Bagi siswa, belajar adalah keriangan ‘bermain main’. Mereka mendapat pengetahuan seperti memperoleh stimulus yang menggairahkan untuk mencari yang lebih banyak lagi dan selalu merasa kurang.
Di taman itu, siswa bermain main untuk ‘mencari’ dan ‘menemukan’ dengan penuh antusias seperti tak kenal lelah. Belajar seperti ‘elan bermain’ yang tak pernah terpuaskan.
Posisi guru/pengajar, dalam konsep ‘Taman Siswa’ memiliki sifat among. Yakni membimbing siswa penuh kasih sayang serta menjaga agar tetap berada dalam radius pembelajar yang penuh keriangan. Guru bukan semata ‘pemberi materi’ yang selalu berada di depan kelas dan memberi contoh contoh.

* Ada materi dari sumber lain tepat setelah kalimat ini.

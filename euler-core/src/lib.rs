//! Layout engine for area-proportional Euler and Venn diagrams.
//!
//! Given per-set and per-intersection target areas, the engine positions one
//! circle per set so that achieved overlap areas match the targets, then
//! normalizes, scales, and annotates the result for rendering. [`solve`] runs
//! the whole pipeline; the stages are also usable on their own.

#[cfg_attr(not(test), allow(unused_imports))]
#[macro_use]
extern crate approx;

pub mod analysis;
pub mod diagram;
pub mod error;
pub mod geometry;
pub mod layout;
pub mod optimization;

pub use analysis::cluster::{disjoint_clusters, normalize_solution, CircleOrder, LabeledCircle};
pub use analysis::regions::{region_shape, RegionShape};
pub use analysis::scale::scale_to_viewport;
pub use analysis::text_centre::{compute_text_centre, compute_text_centres, TextCentre};
pub use diagram::{solve, Diagram};
pub use error::LayoutError;
pub use geometry::circle::Circle;
pub use geometry::point::Point;
pub use layout::area::Area;
pub use layout::config::{Config, InitialLayout};
pub use layout::{layout, CircleRecord};
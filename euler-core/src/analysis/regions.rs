use serde::{Deserialize, Serialize};

use crate::geometry::circle::Circle;
use crate::geometry::intersection::{intersection_stats, Arc};
use crate::layout::CircleRecord;

/// Boundary description of one area's region, ready for the rendering layer.
#[derive(Debug, Clone, PartialEq, Serialize, Deserialize)]
#[serde(tag = "kind")]
pub enum RegionShape {
    /// The region is exactly one circle.
    Circle { circle: Circle },
    /// Boundary arcs of a multi-circle intersection; empty when the sets do
    /// not jointly intersect (the region is not representable).
    Arcs { arcs: Vec<Arc> },
}

/// Region boundary for the given set combination against a finalized layout.
pub fn region_shape(circles: &CircleRecord, sets: &[String]) -> RegionShape {
    let members: Vec<Circle> = sets.iter().filter_map(|s| circles.get(s)).copied().collect();
    if members.len() == 1 && sets.len() == 1 {
        RegionShape::Circle { circle: members[0] }
    } else {
        RegionShape::Arcs { arcs: intersection_stats(&members).arcs }
    }
}
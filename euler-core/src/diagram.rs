//! Full pipeline: layout, normalization, viewport fit, label anchors, and
//! region boundaries in one call.

use std::collections::BTreeMap;

use serde::{Deserialize, Serialize};

use crate::analysis::cluster::normalize_solution;
use crate::analysis::regions::{region_shape, RegionShape};
use crate::analysis::scale::scale_to_viewport;
use crate::analysis::text_centre::{compute_text_centres, TextCentre};
use crate::error::LayoutError;
use crate::layout::area::Area;
use crate::layout::config::Config;
use crate::layout::{layout, CircleRecord};

/// Everything the rendering layer consumes. Keys of `text_centres` and
/// `regions` are set ids joined with the configured delimiter.
#[derive(Debug, Clone, PartialEq, Serialize, Deserialize)]
pub struct Diagram {
    pub circles: CircleRecord,
    pub text_centres: BTreeMap<String, TextCentre>,
    pub regions: BTreeMap<String, RegionShape>,
}

/// Lays out `areas`, separates and orientates disjoint clusters, fits the
/// viewport, and derives a label anchor and region boundary per area.
pub fn solve(areas: &[Area], config: &Config) -> Result<Diagram, LayoutError> {
    let solution = layout(areas, config)?;
    let normalized = normalize_solution(&solution, config.orientation, config.orientation_order);
    let circles = scale_to_viewport(&normalized, config.width, config.height, config.padding);

    let text_centres = compute_text_centres(&circles, areas, &config.set_id_delimiter);
    let regions = areas
        .iter()
        .map(|area| {
            (
                area.sets.join(&config.set_id_delimiter),
                region_shape(&circles, &area.sets),
            )
        })
        .collect();

    Ok(Diagram { circles, text_centres, regions })
}
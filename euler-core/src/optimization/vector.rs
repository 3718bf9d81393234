//! Small dense-vector helpers shared by the optimizers.

pub fn dot(a: &[f64], b: &[f64]) -> f64 {
    a.iter().zip(b).map(|(x, y)| x * y).sum()
}

pub fn norm2(a: &[f64]) -> f64 {
    dot(a, a).sqrt()
}

/// `out = w1 * v1 + w2 * v2`, element-wise.
pub fn weighted_sum(out: &mut [f64], w1: f64, v1: &[f64], w2: f64, v2: &[f64]) {
    for i in 0..out.len() {
        out[i] = w1 * v1[i] + w2 * v2[i];
    }
}
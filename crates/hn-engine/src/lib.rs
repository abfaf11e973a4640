//! hn-engine: graph algorithm engines for hydronet.
//!
//! Self-contained, synchronous, CPU-bound computations over the hn-graph
//! model:
//! - Dijkstra single-source shortest paths
//! - Edmonds-Karp maximum flow with multi-sink aggregation
//! - Kruskal/Prim minimum spanning forest
//!
//! Every operation validates its inputs before running, owns its transient
//! structures for the duration of one call, and returns a typed error with
//! no partial output on failure.

pub mod error;
pub mod max_flow;
pub mod mst;
pub mod shortest_path;

pub use error::{EngineResult, GraphError};
pub use max_flow::{max_flow, FlowEdge, MaxFlow};
pub use mst::{minimum_spanning_forest, MstAlgorithm, SpanningForest};
pub use shortest_path::{shortest_paths, ShortestPathTree};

Pada saat yang sama, guru juga berposisi sebagai teman belajar siswa yang saling memberi dan sama sama ‘mencari dan menemukan’. Sementara dari belakang, keberadaan guru adalah pemberi semangat dan dorongan agar seluruh dinamika sekolah tumbuh dan berkembang.
Gambaran sekilas pendidikan sebagai taman siswa menjadikan sekolah terasa lebih manusiawi dan alamiah. Sekolah adalah wahana yang bukan hanya tempat mencari ilmu tapi juga mekarnya kejiwaan manusia.
Pada posisi ini ide taman siswa menjadi relevan dan akan selalu relevan pada kondisi apapun. Hal ini karena subyek dan obyek pendidikan adalah manusia sehingga iklim dan dinamika yang manusiawi adalah habitat yang tepat untuk penyelenggaraan pendidikan.
Hari ini ide taman siswa masih menjadi ‘mimpi indah’ dan jauh panggang dari api, meski kelahirannya sudah jauh di masalalu. Dinamika pendidikan saat ini lebih dekat pada suasana pabrik yang mekanistis dan penuh keteraturan. Sekolah menjadi seperti wajah perusahaan tempat orang bekerja dengan ritme rutinitas.
Siswa dan guru melakukan hal yang sama tiap hari, menjalan aktifitas rutin dan berulang. Sebagian orang menganggap sekolah semacam ini tak lebih sebuah penjara, di mana siswa dikurung dalam sebuah bangunan, ruang geraknya terbatas dan hanya menunggu instruksi. Ekspresi kegembiraan terlihat pada saat suara lonceng kepulangan berbunyi dan pengumuman liburan yang disambut layaknya pesakitan mendapatkan kebebasan.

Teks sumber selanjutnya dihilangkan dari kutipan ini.